[[ Data supplied open ]]

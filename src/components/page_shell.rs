//! Common chrome for signed-in pages: title, identity, sign-out.

use leptos::prelude::*;

use crate::components::auth_provider::use_auth;
use crate::routes::Page;

#[component]
pub fn PageShell(page: Page, children: Children) -> impl IntoView {
    let auth = use_auth();

    let identity = move || {
        auth.state()
            .user
            .map(|user| format!("{} · {}", user.full_name, user.role.label()))
            .unwrap_or_default()
    };

    let on_logout = move |_: leptos::ev::MouseEvent| {
        // Sign-out resets the store; the route guard then redirects home.
        #[cfg(feature = "csr")]
        leptos::task::spawn_local(async move {
            auth.logout().await;
        });
    };

    view! {
        <div class="page">
            <header class="page-header">
                <h1>{page.title()}</h1>
                <span class="page-header__user">{identity}</span>
                <button
                    class="page-header__logout"
                    on:click=on_logout
                    disabled=move || auth.state().is_loading
                >
                    "Sign out"
                </button>
            </header>
            <Show when=move || auth.state().error.is_some()>
                <p class="page-error">{move || auth.state().error.unwrap_or_default()}</p>
            </Show>
            <main class="page-body">{children()}</main>
        </div>
    }
}
//! Session client seam and change-notification plumbing.
//!
//! SYSTEM CONTEXT
//! ==============
//! `SessionClient` is the boundary to the hosted auth service. Session changes
//! are delivered as messages over an unbounded channel: each subscriber owns a
//! `Subscription` and the client keeps only the sending half, so a torn-down
//! consumer is never called back.

#[cfg(test)]
#[path = "session_test.rs"]
mod session_test;

use std::collections::HashMap;
use std::sync::{Arc, Mutex, PoisonError, Weak};

use futures::StreamExt;
use futures::channel::mpsc::{UnboundedReceiver, UnboundedSender, unbounded};
use serde::{Deserialize, Serialize};

use super::types::{Session, SignUpMetadata};

/// Errors surfaced by the session client.
#[derive(Debug, Clone, PartialEq, Eq, thiserror::Error)]
pub enum AuthError {
    /// The backend refused the request; the message is shown to the user verbatim.
    #[error("{0}")]
    Rejected(String),
    #[error("request failed: {0}")]
    Transport(String),
    #[error("unexpected response: {0}")]
    Decode(String),
    #[error("auth backend is not available in this environment")]
    Unavailable,
}

/// Kind of session change reported by the auth service.
#[derive(Clone, Copy, Debug, PartialEq, Eq, Serialize, Deserialize)]
#[serde(rename_all = "SCREAMING_SNAKE_CASE")]
pub enum SessionEvent {
    InitialSession,
    SignedIn,
    SignedOut,
    TokenRefreshed,
    UserUpdated,
    PasswordRecovery,
}

/// One notification: the event kind plus the session after the change.
#[derive(Clone, Debug, PartialEq)]
pub struct SessionChange {
    pub event: SessionEvent,
    pub session: Option<Session>,
}

/// Async interface to the hosted auth service.
///
/// Futures are `?Send`: browser HTTP futures are bound to the JS event loop.
#[async_trait::async_trait(?Send)]
pub trait SessionClient: Send + Sync {
    /// Return the current session, if one is stored and still usable.
    ///
    /// # Errors
    ///
    /// Returns an [`AuthError`] if the stored session cannot be read or refreshed.
    async fn get_current_session(&self) -> Result<Option<Session>, AuthError>;

    /// Register for session-change notifications until the returned
    /// subscription is dropped or unsubscribed.
    fn on_session_change(&self) -> Subscription;

    /// Verify email + password credentials.
    ///
    /// # Errors
    ///
    /// Returns [`AuthError::Rejected`] for bad credentials.
    async fn sign_in_with_password(&self, email: &str, password: &str) -> Result<(), AuthError>;

    /// Create an account carrying `metadata` as user metadata.
    ///
    /// # Errors
    ///
    /// Returns an [`AuthError`] if the account cannot be created.
    async fn sign_up(&self, email: &str, password: &str, metadata: &SignUpMetadata) -> Result<(), AuthError>;

    /// End the current session.
    ///
    /// # Errors
    ///
    /// Returns an [`AuthError`] if the backend rejects the sign-out.
    async fn sign_out(&self) -> Result<(), AuthError>;
}

// =============================================================================
// LISTENERS
// =============================================================================

#[derive(Default)]
struct ListenerTable {
    next_id: u64,
    senders: HashMap<u64, UnboundedSender<SessionChange>>,
}

/// Fan-out registry of session-change subscribers, embedded by client
/// implementations.
#[derive(Clone, Default)]
pub struct SessionListeners {
    table: Arc<Mutex<ListenerTable>>,
}

impl SessionListeners {
    #[must_use]
    pub fn new() -> Self {
        Self::default()
    }

    /// Add a subscriber.
    #[must_use]
    pub fn subscribe(&self) -> Subscription {
        let (tx, rx) = unbounded();
        let mut table = self.table.lock().unwrap_or_else(PoisonError::into_inner);
        let id = table.next_id;
        table.next_id += 1;
        table.senders.insert(id, tx);
        Subscription { receiver: rx, handle: SubscriptionHandle { id, table: Arc::downgrade(&self.table) } }
    }

    /// Deliver a change to every live subscriber; closed receivers are pruned.
    pub fn emit(&self, event: SessionEvent, session: Option<Session>) {
        let change = SessionChange { event, session };
        let mut table = self.table.lock().unwrap_or_else(PoisonError::into_inner);
        table
            .senders
            .retain(|_, tx| tx.unbounded_send(change.clone()).is_ok());
    }

    /// Number of registered subscribers.
    #[must_use]
    pub fn len(&self) -> usize {
        self.table.lock().unwrap_or_else(PoisonError::into_inner).senders.len()
    }

    #[must_use]
    pub fn is_empty(&self) -> bool {
        self.len() == 0
    }
}

/// Receiving end of a session-change registration. Dropping it unsubscribes.
pub struct Subscription {
    receiver: UnboundedReceiver<SessionChange>,
    handle: SubscriptionHandle,
}

impl Subscription {
    /// Wait for the next change; `None` once unsubscribed and drained.
    pub async fn next(&mut self) -> Option<SessionChange> {
        self.receiver.next().await
    }

    /// Detached handle that can release this subscription from elsewhere
    /// (e.g. a UI cleanup hook) while the receiver is owned by a task.
    #[must_use]
    pub fn handle(&self) -> SubscriptionHandle {
        self.handle.clone()
    }
}

impl Drop for Subscription {
    fn drop(&mut self) {
        self.handle.unsubscribe();
    }
}

/// Release token for a [`Subscription`]. Unsubscribing twice is a no-op.
#[derive(Clone)]
pub struct SubscriptionHandle {
    id: u64,
    table: Weak<Mutex<ListenerTable>>,
}

impl SubscriptionHandle {
    pub fn unsubscribe(&self) {
        if let Some(table) = self.table.upgrade() {
            table
                .lock()
                .unwrap_or_else(PoisonError::into_inner)
                .senders
                .remove(&self.id);
        }
    }
}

[[ Data supplied closed ]]

### Exercise directions
Copy out each line of the data exactly.

### Answer
filename src/components/page_shell.rs
//! Common chrome for signed-in pages: title, identity, sign-out.

use leptos::prelude::*;

use crate::components::auth_provider::use_auth;
use crate::routes::Page;

#[component]
pub fn PageShell(page: Page, children: Children) -> impl IntoView {
    let auth = use_auth();

    let identity = move || {
        auth.state()
            .user
            .map(|user| format!("{} · {}", user.full_name, user.role.label()))
            .unwrap_or_default()
    };

    let on_logout = move |_: leptos::ev::MouseEvent| {
        // Sign-out resets the store; the route guard then redirects home.
        #[cfg(feature = "csr")]
        leptos::task::spawn_local(async move {
            auth.logout().await;
        });
    };

    view! {
        <div class="page">
            <header class="page-header">
                <h1>{page.title()}</h1>
                <span class="page-header__user">{identity}</span>
                <button
                    class="page-header__logout"
                    on:click=on_logout
                    disabled=move || auth.state().is_loading
                >
                    "Sign out"
                </button>
            </header>
            <Show when=move || auth.state().error.is_some()>
                <p class="page-error">{move || auth.state().error.unwrap_or_default()}</p>
            </Show>
            <main class="page-body">{children()}</main>
        </div>
    }
}
//! Session client seam and change-notification plumbing.
//!
//! SYSTEM CONTEXT
//! ==============
//! `SessionClient` is the boundary to the hosted auth service. Session changes
//! are delivered as messages over an unbounded channel: each subscriber owns a
//! `Subscription` and the client keeps only the sending half, so a torn-down
//! consumer is never called back.

#[cfg(test)]
#[path = "session_test.rs"]
mod session_test;

use std::collections::HashMap;
use std::sync::{Arc, Mutex, PoisonError, Weak};

use futures::StreamExt;
use futures::channel::mpsc::{UnboundedReceiver, UnboundedSender, unbounded};
use serde::{Deserialize, Serialize};

use super::types::{Session, SignUpMetadata};

/// Errors surfaced by the session client.
#[derive(Debug, Clone, PartialEq, Eq, thiserror::Error)]
pub enum AuthError {
    /// The backend refused the request; the message is shown to the user verbatim.
    #[error("{0}")]
    Rejected(String),
    #[error("request failed: {0}")]
    Transport(String),
    #[error("unexpected response: {0}")]
    Decode(String),
    #[error("auth backend is not available in this environment")]
    Unavailable,
}

/// Kind of session change reported by the auth service.
#[derive(Clone, Copy, Debug, PartialEq, Eq, Serialize, Deserialize)]
#[serde(rename_all = "SCREAMING_SNAKE_CASE")]
pub enum SessionEvent {
    InitialSession,
    SignedIn,
    SignedOut,
    TokenRefreshed,
    UserUpdated,
    PasswordRecovery,
}

/// One notification: the event kind plus the session after the change.
#[derive(Clone, Debug, PartialEq)]
pub struct SessionChange {
    pub event: SessionEvent,
    pub session: Option<Session>,
}

/// Async interface to the hosted auth service.
///
/// Futures are `?Send`: browser HTTP futures are bound to the JS event loop.
#[async_trait::async_trait(?Send)]
pub trait SessionClient: Send + Sync {
    /// Return the current session, if one is stored and still usable.
    ///
    /// # Errors
    ///
    /// Returns an [`AuthError`] if the stored session cannot be read or refreshed.
    async fn get_current_session(&self) -> Result<Option<Session>, AuthError>;

    /// Register for session-change notifications until the returned
    /// subscription is dropped or unsubscribed.
    fn on_session_change(&self) -> Subscription;

    /// Verify email + password credentials.
    ///
    /// # Errors
    ///
    /// Returns [`AuthError::Rejected`] for bad credentials.
    async fn sign_in_with_password(&self, email: &str, password: &str) -> Result<(), AuthError>;

    /// Create an account carrying `metadata` as user metadata.
    ///
    /// # Errors
    ///
    /// Returns an [`AuthError`] if the account cannot be created.
    async fn sign_up(&self, email: &str, password: &str, metadata: &SignUpMetadata) -> Result<(), AuthError>;

    /// End the current session.
    ///
    /// # Errors
    ///
    /// Returns an [`AuthError`] if the backend rejects the sign-out.
    async fn sign_out(&self) -> Result<(), AuthError>;
}

// =============================================================================
// LISTENERS
// =============================================================================

#[derive(Default)]
struct ListenerTable {
    next_id: u64,
    senders: HashMap<u64, UnboundedSender<SessionChange>>,
}

/// Fan-out registry of session-change subscribers, embedded by client
/// implementations.
#[derive(Clone, Default)]
pub struct SessionListeners {
    table: Arc<Mutex<ListenerTable>>,
}

impl SessionListeners {
    #[must_use]
    pub fn new() -> Self {
        Self::default()
    }

    /// Add a subscriber.
    #[must_use]
    pub fn subscribe(&self) -> Subscription {
        let (tx, rx) = unbounded();
        let mut table = self.table.lock().unwrap_or_else(PoisonError::into_inner);
        let id = table.next_id;
        table.next_id += 1;
        table.senders.insert(id, tx);
        Subscription { receiver: rx, handle: SubscriptionHandle { id, table: Arc::downgrade(&self.table) } }
    }

    /// Deliver a change to every live subscriber; closed receivers are pruned.
    pub fn emit(&self, event: SessionEvent, session: Option<Session>) {
        let change = SessionChange { event, session };
        let mut table = self.table.lock().unwrap_or_else(PoisonError::into_inner);
        table
            .senders
            .retain(|_, tx| tx.unbounded_send(change.clone()).is_ok());
    }

    /// Number of registered subscribers.
    #[must_use]
    pub fn len(&self) -> usize {
        self.table.lock().unwrap_or_else(PoisonError::into_inner).senders.len()
    }

    #[must_use]
    pub fn is_empty(&self) -> bool {
        self.len() == 0
    }
}

/// Receiving end of a session-change registration. Dropping it unsubscribes.
pub struct Subscription {
    receiver: UnboundedReceiver<SessionChange>,
    handle: SubscriptionHandle,
}

impl Subscription {
    /// Wait for the next change; `None` once unsubscribed and drained.
    pub async fn next(&mut self) -> Option<SessionChange> {
        self.receiver.next().await
    }

    /// Detached handle that can release this subscription from elsewhere
    /// (e.g. a UI cleanup hook) while the receiver is owned by a task.
    #[must_use]
    pub fn handle(&self) -> SubscriptionHandle {
        self.handle.clone()
    }
}

impl Drop for Subscription {
    fn drop(&mut self) {
        self.handle.unsubscribe();
    }
}

/// Release token for a [`Subscription`]. Unsubscribing twice is a no-op.
#[derive(Clone)]
pub struct SubscriptionHandle {
    id: u64,
    table: Weak<Mutex<ListenerTable>>,
}

impl SubscriptionHandle {
    pub fn unsubscribe(&self) {
        if let Some(table) = self.table.upgrade() {
            table
                .lock()
                .unwrap_or_else(PoisonError::into_inner)
                .senders
                .remove(&self.id);
        }
    }
}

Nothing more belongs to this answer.